As Phoenix accident lawyers, we are well aware of the increase in car accidents that occur during the winter months. Unless under unavoidable circumstances, most Americans residing in cold-weather states prefer to stay indoors and off the roadways during frigid winter conditions. Judging by the amount of traffic frequenting the Northern parts of Arizona, it would seem to be quite the opposite here. In fact, the more snow and ice expected to fall on destinations like Flagstaff, the White Mountains, and Prescott, the more Phoenicians are likely to flock to these locations. After all, we only have a brief period to enjoy winter activities, so we must take advantage. Unfortunately, Arizonans are not used to winter driving conditions, and that can lead to more car accidents and personal injury claims. As such, Torgenson Law provides the following five tips for drivers to follow before heading to the Arizona high country:
Arguably the first and most important thing to complete before embarking on a road trip to Arizona’s high country is an inspection of your vehicle. Make sure that the battery, heater, lights, windshield wipers, and window defrosters are working properly. Additionally, be sure that anti-freeze, oil, wiper fluid and obviously the gas tank are filled to the correct levels.

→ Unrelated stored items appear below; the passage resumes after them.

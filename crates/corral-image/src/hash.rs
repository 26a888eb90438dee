//! SHA-256 content digests.
//!
//! The digest of an image archive is recorded in the layer marker so an
//! extracted layer can be traced back to the archive it came from.

use std::path::Path;

use corral_common::error::{CorralError, Result};
use corral_common::types::Sha256Hash;
use sha2::{Digest, Sha256};

/// Computes the SHA-256 hash of a file.
///
/// # Errors
///
/// Returns an error if the file cannot be read.
pub fn hash_file(path: &Path) -> Result<Sha256Hash> {
    tracing::debug!(path = %path.display(), "computing SHA-256 hash");
    let mut file = std::fs::File::open(path).map_err(|e| CorralError::io(path, e))?;
    let mut hasher = Sha256::new();
    let _ = std::io::copy(&mut file, &mut hasher).map_err(|e| CorralError::io(path, e))?;
    Sha256Hash::from_hex(format!("{:x}", hasher.finalize()))
}

#[cfg(test)]
mod tests {
    use super::*;

    #[test]
    fn hash_of_known_content() {
        let dir = tempfile::tempdir().expect("tempdir");
        let path = dir.path().join("f");
        std::fs::write(&path, b"abc").expect("write");
        assert_eq!(
            hash_file(&path).expect("hash").as_hex(),
            "ba7816bf8f01cfea414140de5dae2223b00361a396177a9cb410ff61f20015ad"
        );
    }

    #[test]
    fn hash_of_missing_file_is_io_error() {
        let dir = tempfile::tempdir().expect("tempdir");
        let err = hash_file(&dir.path().join("missing")).expect_err("missing");
        assert!(matches!(err, CorralError::Io { .. }));
    }
}
//! Per-container root filesystem assembly.
//!
//! ```text
//! layers/<image>/          lower, shared read-only
//! overlay/<id>/upper       writable delta
//! overlay/<id>/work        overlay scratch space
//! overlay/<id>/merged      union mount, the container's root
//! ```
//!
//! An optional volume is bind-mounted beneath `merged` once the union is
//! up, and must come down before it: the bind mount lives inside the
//! overlay mount point.

use std::path::{Path, PathBuf};
use std::sync::Arc;

use corral_common::config::RuntimeConfig;
use corral_common::error::{CorralError, Result};
use corral_common::types::VolumeSpec;
use corral_core::filesystem::{Mounter, OverlayConfig};
use corral_image::LayerStore;

/// Builds and dismantles container workspaces.
#[derive(Debug, Clone)]
pub struct Workspace {
    config: RuntimeConfig,
    layers: LayerStore,
    mounter: Arc<dyn Mounter>,
}

impl Workspace {
    /// Creates a workspace builder over the runtime layout.
    #[must_use]
    pub fn new(config: RuntimeConfig, mounter: Arc<dyn Mounter>) -> Self {
        Self {
            layers: LayerStore::from_config(&config),
            config,
            mounter,
        }
    }

    /// Returns the overlay layout of container `id` on `image`.
    #[must_use]
    pub fn overlay(&self, id: &str, image: &str) -> OverlayConfig {
        let dir = self.config.overlay_dir(id);
        OverlayConfig {
            lower_dirs: vec![self.layers.layer_path(image)],
            upper_dir: dir.join("upper"),
            work_dir: dir.join("work"),
            merged_dir: dir.join("merged"),
        }
    }

    /// Returns the merge point that becomes container `id`'s root.
    #[must_use]
    pub fn merged_dir(&self, id: &str) -> PathBuf {
        self.config.overlay_dir(id).join("merged")
    }

    /// Assembles the workspace and returns its merge point.
    ///
    /// The volume spec is validated before anything touches the disk. A
    /// failure after the overlay is mounted unwinds what was done, so the
    /// workspace is either complete or absent.
    ///
    /// # Errors
    ///
    /// Returns [`CorralError::VolumeSpec`] for a malformed spec or missing
    /// host path, [`CorralError::NotFound`] for an unknown image, and
    /// [`CorralError::Workspace`] for extraction or mount failures.
    pub fn build(&self, id: &str, image: &str, volume: Option<&str>) -> Result<PathBuf> {
        let volume = volume.map(str::parse::<VolumeSpec>).transpose()?;
        if let Some(spec) = &volume {
            if !spec.host.exists() {
                return Err(CorralError::VolumeSpec {
                    spec: spec.to_string(),
                    reason: format!("host path {} does not exist", spec.host.display()),
                });
            }
        }

        let lower = self.layers.ensure_lower(image)?;
        tracing::debug!(image, lower = %lower.path.display(), extracted = lower.extracted, "lower layer");

        let overlay = self.overlay(id, image);
        if let Err(e) = overlay.create_dirs() {
            self.remove_dirs(id, true);
            return Err(e);
        }
        if let Err(e) = self.mounter.mount_overlay(&overlay) {
            self.remove_dirs(id, true);
            return Err(e);
        }

        if let Some(spec) = &volume {
            if let Err(e) = self.mount_volume(&overlay.merged_dir, spec) {
                let unmounted = self.unmount_logged(&overlay.merged_dir);
                self.remove_dirs(id, unmounted);
                return Err(e);
            }
        }

        tracing::info!(id, image, merged = %overlay.merged_dir.display(), "workspace built");
        Ok(overlay.merged_dir)
    }

    fn mount_volume(&self, merged: &Path, spec: &VolumeSpec) -> Result<()> {
        let target = merged.join(spec.container_relative());
        std::fs::create_dir_all(&target).map_err(|e| CorralError::Workspace {
            message: format!("creating volume target {}: {e}", target.display()),
        })?;
        self.mounter
            .bind_mount(&spec.host, &target)
            .map_err(|e| CorralError::Workspace {
                message: format!("mounting volume {spec}: {e}"),
            })?;
        tracing::info!(volume = %spec, "volume mounted");
        Ok(())
    }

    /// Dismantles container `id`'s workspace, best effort.
    ///
    /// Unmounts the volume, then the overlay, then removes the per-container
    /// directories. Every step runs even if an earlier one failed, except
    /// that `merged` is only deleted recursively once nothing is mounted
    /// beneath it. The shared lower layer is left alone.
    ///
    /// # Errors
    ///
    /// Returns the first failure after all steps have been attempted.
    pub fn teardown(&self, id: &str, volume: Option<&str>) -> Result<()> {
        let merged = self.merged_dir(id);
        let mut first_error = None;
        let mut all_unmounted = true;

        if let Some(raw) = volume {
            match raw.parse::<VolumeSpec>() {
                Ok(spec) => {
                    let target = merged.join(spec.container_relative());
                    if let Err(e) = self.mounter.unmount(&target) {
                        tracing::warn!(target = %target.display(), error = %e, "volume unmount failed");
                        all_unmounted = false;
                        let _ = first_error.get_or_insert(e);
                    }
                }
                Err(e) => tracing::warn!(volume = raw, error = %e, "ignoring unparsable volume"),
            }
        }

        if let Err(e) = self.mounter.unmount(&merged) {
            tracing::warn!(merged = %merged.display(), error = %e, "overlay unmount failed");
            all_unmounted = false;
            let _ = first_error.get_or_insert(e);
        }

        if let Err(e) = self.try_remove_dirs(id, all_unmounted) {
            let _ = first_error.get_or_insert(e);
        }

        match first_error {
            Some(e) => Err(e),
            None => {
                tracing::info!(id, "workspace torn down");
                Ok(())
            }
        }
    }

    fn remove_dirs(&self, id: &str, merged_is_free: bool) {
        let _ = self.try_remove_dirs(id, merged_is_free);
    }

    fn try_remove_dirs(&self, id: &str, merged_is_free: bool) -> Result<()> {
        let root = self.config.overlay_dir(id);
        let mut first_error = None;
        for dir in ["upper", "work"] {
            if let Err(e) = remove_tree(&root.join(dir)) {
                let _ = first_error.get_or_insert(e);
            }
        }

        let merged = root.join("merged");
        let merged_result = if merged_is_free {
            remove_tree(&merged)
        } else {
            // Something may still be mounted there; only an empty dir goes.
            remove_empty(&merged)
        };
        if let Err(e) = merged_result {
            let _ = first_error.get_or_insert(e);
        }
        if let Err(e) = remove_empty(&root) {
            let _ = first_error.get_or_insert(e);
        }
        first_error.map_or(Ok(()), Err)
    }

    fn unmount_logged(&self, target: &Path) -> bool {
        match self.mounter.unmount(target) {
            Ok(()) => true,
            Err(e) => {
                tracing::warn!(target = %target.display(), error = %e, "unmount failed");
                false
            }
        }
    }
}

fn remove_tree(path: &Path) -> Result<()> {
    match std::fs::remove_dir_all(path) {
        Ok(()) => Ok(()),
        Err(e) if e.kind() == std::io::ErrorKind::NotFound => Ok(()),
        Err(e) => {
            tracing::warn!(path = %path.display(), error = %e, "failed to remove directory");
            Err(CorralError::io(path, e))
        }
    }
}

fn remove_empty(path: &Path) -> Result<()> {
    match std::fs::remove_dir(path) {
        Ok(()) => Ok(()),
        Err(e) if e.kind() == std::io::ErrorKind::NotFound => Ok(()),
        Err(e) => {
            tracing::warn!(path = %path.display(), error = %e, "failed to remove directory");
            Err(CorralError::io(path, e))
        }
    }
}
//! Cgroup v1 resource management.
//!
//! One [`Subsystem`] per controller writes its limit files and attaches
//! processes; [`CgroupManager`] fans a container's configuration out over
//! every registered subsystem and tears them down together.
//!
//! Subsystems are stateless. All state lives in the cgroup virtual
//! filesystem under `<controller mount point>/<cgroup name>`.

pub mod cpu;
pub mod cpuset;
pub mod hierarchy;
pub mod memory;

use std::fmt;
use std::io::ErrorKind;
use std::path::Path;
use std::sync::Arc;

use corral_common::constants::CGROUP_PREFIX;
use corral_common::error::{CorralError, Result};
use corral_common::types::ResourceConfig;

pub use hierarchy::CgroupHierarchy;

/// Task-attachment file of a cgroup v1 directory.
pub const TASKS_FILE: &str = "tasks";

/// A single cgroup controller.
///
/// Implementors only describe which part of a [`ResourceConfig`] they care
/// about and how to write it; `set`, `apply` and `remove` are shared.
pub trait Subsystem: fmt::Debug + Send + Sync {
    /// Controller name, used for mount point discovery.
    fn name(&self) -> &'static str;

    /// Whether `config` constrains this subsystem at all.
    fn is_configured(&self, config: &ResourceConfig) -> bool;

    /// Writes this subsystem's limit files into an existing cgroup directory.
    ///
    /// # Errors
    ///
    /// Returns [`CorralError::ResourceConfig`] if a limit file cannot be
    /// written.
    fn write_limits(&self, dir: &Path, config: &ResourceConfig) -> Result<()>;

    /// Creates the cgroup if needed and writes its limits.
    ///
    /// A no-op when `config` leaves this subsystem unconstrained.
    ///
    /// # Errors
    ///
    /// Returns an error if the controller is not mounted, the directory
    /// cannot be created, or a limit file cannot be written.
    fn set(&self, hierarchy: &CgroupHierarchy, cgroup: &str, config: &ResourceConfig) -> Result<()> {
        if !self.is_configured(config) {
            return Ok(());
        }
        let dir = hierarchy.cgroup_path(self.name(), cgroup, true)?;
        self.write_limits(&dir, config)?;
        tracing::debug!(subsystem = self.name(), cgroup, "limits written");
        Ok(())
    }

    /// Moves `pid` (and its future children) into the cgroup.
    ///
    /// A no-op when `config` leaves this subsystem unconstrained, since
    /// `set` never created a directory for it.
    ///
    /// # Errors
    ///
    /// Returns [`CorralError::CgroupNotFound`] if the cgroup does not exist
    /// or [`CorralError::Attach`] if the kernel rejects the pid.
    fn apply(
        &self,
        hierarchy: &CgroupHierarchy,
        cgroup: &str,
        pid: i32,
        config: &ResourceConfig,
    ) -> Result<()> {
        if !self.is_configured(config) {
            return Ok(());
        }
        let dir = hierarchy.cgroup_path(self.name(), cgroup, false)?;
        std::fs::write(dir.join(TASKS_FILE), pid.to_string()).map_err(|e| {
            CorralError::Attach {
                subsystem: self.name().to_string(),
                pid,
                source: e,
            }
        })?;
        tracing::debug!(subsystem = self.name(), cgroup, pid, "process attached");
        Ok(())
    }

    /// Deletes the cgroup directory. An already removed cgroup is success.
    ///
    /// # Errors
    ///
    /// Returns an error if the directory exists but cannot be removed,
    /// typically because a process is still attached.
    fn remove(&self, hierarchy: &CgroupHierarchy, cgroup: &str) -> Result<()> {
        let dir = match hierarchy.cgroup_path(self.name(), cgroup, false) {
            Ok(dir) => dir,
            Err(CorralError::CgroupNotFound { .. }) => return Ok(()),
            Err(e) => return Err(e),
        };
        remove_cgroup_dir(&dir)?;
        tracing::debug!(subsystem = self.name(), cgroup, "cgroup removed");
        Ok(())
    }
}

/// Writes a single limit value, mapping failures to
/// [`CorralError::ResourceConfig`].
pub(crate) fn write_limit(subsystem: &str, file: &Path, value: &str) -> Result<()> {
    std::fs::write(file, value).map_err(|e| CorralError::ResourceConfig {
        subsystem: subsystem.to_string(),
        file: file.to_path_buf(),
        source: e,
    })
}

/// Removes a cgroup directory.
///
/// On cgroupfs a plain `rmdir` succeeds although the control files appear
/// as entries; anywhere else the directory holds real files and is removed
/// recursively.
fn remove_cgroup_dir(dir: &Path) -> Result<()> {
    match std::fs::remove_dir(dir) {
        Ok(()) => Ok(()),
        Err(e) if e.kind() == ErrorKind::NotFound => Ok(()),
        Err(e) if e.kind() == ErrorKind::DirectoryNotEmpty => {
            std::fs::remove_dir_all(dir).map_err(|e| CorralError::io(dir, e))
        }
        Err(e) => Err(CorralError::io(dir, e)),
    }
}

/// Returns the default subsystem set in the order they are configured.
#[must_use]
pub fn default_subsystems() -> Vec<Box<dyn Subsystem>> {
    vec![
        Box::new(memory::MemorySubsystem),
        Box::new(memory::MemorySwapSubsystem),
        Box::new(cpu::CpuSubsystem),
        Box::new(cpuset::CpusetSubsystem),
    ]
}

/// Handle to the cgroups of a single container.
#[derive(Debug)]
pub struct CgroupManager {
    /// Cgroup name, resolved per subsystem under its mount point.
    path: String,
    hierarchy: Arc<CgroupHierarchy>,
    subsystems: Vec<Box<dyn Subsystem>>,
}

impl CgroupManager {
    /// Creates a manager for `path` over the default subsystem set.
    #[must_use]
    pub fn new(path: impl Into<String>, hierarchy: Arc<CgroupHierarchy>) -> Self {
        Self::with_subsystems(path, hierarchy, default_subsystems())
    }

    /// Creates a manager named after a container id (`corral-<id>`).
    #[must_use]
    pub fn for_container(container_id: &str, hierarchy: Arc<CgroupHierarchy>) -> Self {
        Self::new(format!("{CGROUP_PREFIX}-{container_id}"), hierarchy)
    }

    /// Creates a manager over an explicit, ordered subsystem list.
    #[must_use]
    pub fn with_subsystems(
        path: impl Into<String>,
        hierarchy: Arc<CgroupHierarchy>,
        subsystems: Vec<Box<dyn Subsystem>>,
    ) -> Self {
        Self {
            path: path.into(),
            hierarchy,
            subsystems,
        }
    }

    /// Writes `config` through every subsystem, in order.
    ///
    /// # Errors
    ///
    /// Returns the first subsystem error; later subsystems are not touched.
    pub fn set(&self, config: &ResourceConfig) -> Result<()> {
        for subsystem in &self.subsystems {
            subsystem.set(&self.hierarchy, &self.path, config)?;
        }
        tracing::info!(cgroup = %self.path, "cgroup limits set");
        Ok(())
    }

    /// Attaches `pid` through every subsystem, in order.
    ///
    /// # Errors
    ///
    /// Returns the first subsystem error; later subsystems are not touched.
    pub fn apply(&self, pid: i32, config: &ResourceConfig) -> Result<()> {
        for subsystem in &self.subsystems {
            subsystem.apply(&self.hierarchy, &self.path, pid, config)?;
        }
        tracing::info!(cgroup = %self.path, pid, "process attached to cgroup");
        Ok(())
    }

    /// Removes the cgroup from every subsystem.
    ///
    /// Every subsystem is attempted even if an earlier one fails. Safe to
    /// call repeatedly and on a manager whose `set` never ran.
    ///
    /// # Errors
    ///
    /// Returns the first failure after all subsystems have been attempted.
    pub fn destroy(&self) -> Result<()> {
        let mut first_error = None;
        for subsystem in &self.subsystems {
            if let Err(e) = subsystem.remove(&self.hierarchy, &self.path) {
                tracing::warn!(
                    subsystem = subsystem.name(),
                    cgroup = %self.path,
                    error = %e,
                    "failed to remove cgroup"
                );
                let _ = first_error.get_or_insert(e);
            }
        }
        match first_error {
            Some(e) => Err(e),
            None => {
                tracing::info!(cgroup = %self.path, "cgroup destroyed");
                Ok(())
            }
        }
    }

    /// Returns the cgroup name.
    #[must_use]
    pub fn path(&self) -> &str {
        &self.path
    }
}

Reportedly, ADOT has an arsenal of nearly 200 snowplows and 400 trained plow operators stationed throughout the state to keep highways accessible during winter storms. However, drivers need to understand that snow and ice may make for a delayed trip and even highway closure, which could leave you stranded at a truck stop or on the side of the road. That being said, it is essential to equip your vehicle with the correct winter gear. Note, you may not use everything you pack but it’s better to have it on hand and not need it than to need something and not have it. The essential items include:
Beware of existing and forecast weather conditions. Try not to rely heavily on cell phones or map apps for directions. Old fashion maps are the most reliable and you’ll never have to worry about dead batteries and cell service. Simply put, many areas do not have cellular coverage making the possibility of getting lost and stuck on impassible roads likely. For example, a Pennsylvania woman was forced to hike out 26 miles of Arizona backcountry before being rescued. As the story goes, the woman lost cellphone service and proceeded to make a near-catastrophic turn down the wrong road, which proved impassible during winter weather. Crazy things happen and we do not want them to happen to you!
Maintain lower than normal speeds if roads are snow or ice-covered and anticipate longer than normal breaking periods. On that note, AVOID SLAMMING ON YOUR BREAKS. Be cognitive of black ice, especially during morning and evening hours and remember that non-pavement roads such as bridges and overpasses freeze first.
The Arizona Department of Public Safety (AZDPS) recently put out a public statement reminding travelers to avoid dirt roads as a substitute to highways. Yes, this tip may seem a bit unorthodox however, AZDPS released a report stating that a Grand Canyon Tour bus had gotten stuck on a muddy road about 30 miles northwest of Flagstaff. The passengers were stranded for 8 hours in freezing temperatures, snowfall, and darkness. Allegedly, the driver transitioned to an alternate route recommended by a GPS service. Luckily for the tourist on board, the bus was fully fueled and continued running while passengers waited for help. While this story may seem a bit comical, there would be absolutely nothing funny about being stranded on a remote forest road, in a snowstorm with darkness approaching.
It should go without saying that we are extremely blessed with a wonderful diversity of winter weather. I mean c’mon, where else in the world can one enjoy a refreshingly mild morning in the desert and then spend that same afternoon enjoying the snow? Torgenson Law encourages everyone to get out and take full advantage of such a great opportunity. For those who do, remember that winter weather can be unpredictable and so are the many other drivers on the road. By following the listed steps, your trip will be more enjoyable and safe for everyone. You can avoid Arizona car crashes. Under the unfortunate circumstance that you suffer a personal injury at the fault of another, please give Torgenson Law a call for a free consultation at (602) 759-0012.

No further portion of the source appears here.